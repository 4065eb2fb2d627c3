//! Target file resolution for a Capacitor project
//!
//! Resolves the concrete files each platform patches:
//! - Android: android/app/build.gradle (falls back to build.gradle.kts)
//! - iOS: ios/App/App/Info.plist, any extra plists, ios/App/App.xcodeproj/project.pbxproj
//!
//! Every path can be overridden; relative paths are resolved against the project root.

use crate::domain::{Platform, TargetFile, TargetKind};
use std::path::{Path, PathBuf};

/// Default Android build descriptor (Groovy DSL)
pub const GRADLE_FILE: &str = "android/app/build.gradle";

/// Default Android build descriptor (Kotlin DSL)
pub const GRADLE_KTS_FILE: &str = "android/app/build.gradle.kts";

/// Default iOS Info.plist
pub const INFO_PLIST: &str = "ios/App/App/Info.plist";

/// Default Xcode project descriptor
pub const PBXPROJ_FILE: &str = "ios/App/App.xcodeproj/project.pbxproj";

/// Caller supplied target paths
#[derive(Debug, Clone, Default, PartialEq, Eq)]
pub struct TargetOverrides {
    pub gradle_file: Option<PathBuf>,
    pub info_plist: Option<PathBuf>,
    pub pbxproj: Option<PathBuf>,
    /// Additional plists patched after Info.plist, in order
    pub extra_plists: Vec<PathBuf>,
}

/// Resolves target files relative to a project root
#[derive(Debug, Clone)]
pub struct TargetResolver {
    root: PathBuf,
    overrides: TargetOverrides,
}

impl TargetResolver {
    /// Create a resolver for the project at `root`
    pub fn new(root: impl Into<PathBuf>, overrides: TargetOverrides) -> Self {
        Self {
            root: root.into(),
            overrides,
        }
    }

    /// Returns the project root
    pub fn root(&self) -> &Path {
        &self.root
    }

    /// Returns true if the platform's project directory (android/ or ios/) exists
    pub fn has_project_dir(&self, platform: Platform) -> bool {
        self.root.join(platform.project_dir()).is_dir()
    }

    /// Returns the files to patch for a platform, in patch order
    pub fn targets(&self, platform: Platform) -> Vec<TargetFile> {
        match platform {
            Platform::Android => vec![self.gradle_target()],
            Platform::Ios => self.ios_targets(),
        }
    }

    fn resolve(&self, path: &Path) -> PathBuf {
        // join keeps absolute paths as they are
        self.root.join(path)
    }

    fn gradle_target(&self) -> TargetFile {
        let path = match &self.overrides.gradle_file {
            Some(path) => self.resolve(path),
            None => {
                let groovy = self.root.join(GRADLE_FILE);
                let kotlin = self.root.join(GRADLE_KTS_FILE);
                if !groovy.is_file() && kotlin.is_file() {
                    kotlin
                } else {
                    groovy
                }
            }
        };
        TargetFile::new(path, TargetKind::Gradle)
    }

    fn ios_targets(&self) -> Vec<TargetFile> {
        let info_plist = match &self.overrides.info_plist {
            Some(path) => self.resolve(path),
            None => self.root.join(INFO_PLIST),
        };

        let pbxproj = match &self.overrides.pbxproj {
            Some(path) => self.resolve(path),
            None => self.root.join(PBXPROJ_FILE),
        };

        let mut targets = vec![TargetFile::new(info_plist, TargetKind::Plist)];
        for extra in &self.overrides.extra_plists {
            let path = self.resolve(extra);
            if path == pbxproj || targets.iter().any(|t| t.path == path) {
                continue;
            }
            // extras without a recognised extension are taken as plists
            let target = TargetFile::detect(path.clone())
                .unwrap_or_else(|| TargetFile::new(path, TargetKind::Plist));
            targets.push(target);
        }

        targets.push(TargetFile::new(pbxproj, TargetKind::ProjectDescriptor));
        targets
    }
}

/// Split `--plist` values on commas, trimming whitespace and dropping empty entries
pub fn split_plist_list<S: AsRef<str>>(values: &[S]) -> Vec<PathBuf> {
    values
        .iter()
        .flat_map(|v| v.as_ref().split(','))
        .map(str::trim)
        .filter(|s| !s.is_empty())
        .map(PathBuf::from)
        .collect()
}
#![forbid(unsafe_code)]

//! Derived row range: which rows to mount and where to place them.
//!
//! Nothing here is stored; the window is recomputed on demand from the
//! current [`ScrollState`](crate::state::ScrollState). The rendered block is
//! positioned in real (bounded) coordinates near the current viewport, never
//! in raw virtual coordinates, so the host's layout math stays within safe
//! pixel magnitudes.

use crate::config::ScrollConfig;
use crate::error::ScrollError;
use crate::state::ScrollState;

/// The rows to mount for the current scroll position.
///
/// Starts are inclusive, ends exclusive. The rendered range extends the
/// visible range by up to the configured padding on each side, clamped to
/// `[0, num_rows]`.
#[derive(Debug, Clone, Copy, PartialEq)]
#[cfg_attr(feature = "serde", derive(serde::Serialize, serde::Deserialize))]
pub struct RowWindow {
    /// First row intersecting the viewport.
    pub visible_start: usize,
    /// Past the last row intersecting the viewport.
    pub visible_end: usize,
    /// First row to mount, including padding.
    pub rendered_start: usize,
    /// Past the last row to mount, including padding.
    pub rendered_end: usize,
    /// Real-coordinate offset for the rendered block (header plus rows
    /// `rendered_start..rendered_end`); present once a real scroll position
    /// has been observed.
    pub slice_top: Option<f64>,
}

impl RowWindow {
    /// Number of rows intersecting the viewport.
    #[must_use]
    pub fn visible_len(&self) -> usize {
        self.visible_end.saturating_sub(self.visible_start)
    }

    /// Number of rows to mount.
    #[must_use]
    pub fn rendered_len(&self) -> usize {
        self.rendered_end.saturating_sub(self.rendered_start)
    }
}

/// Floor a pixel quotient into a row index clamped to `[0, max]`.
fn row_index(raw: f64, max: usize) -> usize {
    if raw <= 0.0 {
        0
    } else {
        (raw as usize).min(max)
    }
}

/// Compute the row window for the current state.
///
/// Returns `Ok(None)` until both a scale and an anchor exist (nothing is
/// known yet; the renderer should show an empty state). Errors indicate a
/// misconfigured caller or an inconsistency between scale and state, never a
/// recoverable runtime condition.
pub fn row_window(
    state: &ScrollState,
    config: &ScrollConfig,
) -> Result<Option<RowWindow>, ScrollError> {
    let (Some(scale), Some(virtual_scroll_top)) = (state.scale(), state.virtual_scroll_top())
    else {
        return Ok(None);
    };
    if !virtual_scroll_top.is_finite() {
        return Err(ScrollError::NonFiniteInput {
            name: "virtual_scroll_top",
            value: virtual_scroll_top,
        });
    }

    let p = scale.params();
    let num_rows = p.num_rows;
    // The viewport still shows (part of) the header band when the virtual
    // position has not moved past it.
    let in_header_band = num_rows == 0 || virtual_scroll_top < p.header_height;

    let (visible_start, hidden_before) = if in_header_band {
        (0, virtual_scroll_top)
    } else {
        let raw = ((virtual_scroll_top - p.header_height) / p.row_height).floor();
        let start = row_index(raw, num_rows - 1);
        (
            start,
            virtual_scroll_top - p.header_height - start as f64 * p.row_height,
        )
    };

    let visible_end = if num_rows == 0 {
        0
    } else {
        let raw =
            ((virtual_scroll_top + p.client_height - p.header_height) / p.row_height).floor();
        row_index(raw, num_rows - 1).max(visible_start) + 1
    };

    let rendered_start = visible_start.saturating_sub(config.padding_rows);
    let rendered_end = (visible_end + config.padding_rows).min(num_rows);

    if visible_start > visible_end
        || visible_end > num_rows
        || rendered_start > visible_start
        || rendered_end < visible_end
    {
        return Err(ScrollError::WindowInconsistent {
            visible_start,
            visible_end,
            num_rows,
        });
    }
    let rendered = rendered_end - rendered_start;
    if rendered > config.max_rendered_rows {
        return Err(ScrollError::WindowOverCeiling {
            rows: rendered,
            limit: config.max_rendered_rows,
        });
    }

    let slice_top = match state.scroll_top() {
        Some(scroll_top) => {
            let mut top = scroll_top - hidden_before;
            if !in_header_band {
                top -= p.header_height;
            }
            top -= (visible_start - rendered_start) as f64 * p.row_height;
            if !top.is_finite() {
                return Err(ScrollError::NonFiniteInput {
                    name: "slice_top",
                    value: top,
                });
            }
            Some(top)
        }
        None => None,
    };

    Ok(Some(RowWindow {
        visible_start,
        visible_end,
        rendered_start,
        rendered_end,
        slice_top,
    }))
}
--*--
# WHAT YOU WILL DO
Exactly as written, reproduce the lines of the data above from the first line through the line where "pub const GRADLE_KTS_FILE: &str" appears.

# OUTPUT FOR THIS TASK
repository 4065eb2fb2d627c3
//! Target file resolution for a Capacitor project
//!
//! Resolves the concrete files each platform patches:
//! - Android: android/app/build.gradle (falls back to build.gradle.kts)
//! - iOS: ios/App/App/Info.plist, any extra plists, ios/App/App.xcodeproj/project.pbxproj
//!
//! Every path can be overridden; relative paths are resolved against the project root.

use crate::domain::{Platform, TargetFile, TargetKind};
use std::path::{Path, PathBuf};

/// Default Android build descriptor (Groovy DSL)
pub const GRADLE_FILE: &str = "android/app/build.gradle";

/// Default Android build descriptor (Kotlin DSL)
pub const GRADLE_KTS_FILE: &str = "android/app/build.gradle.kts";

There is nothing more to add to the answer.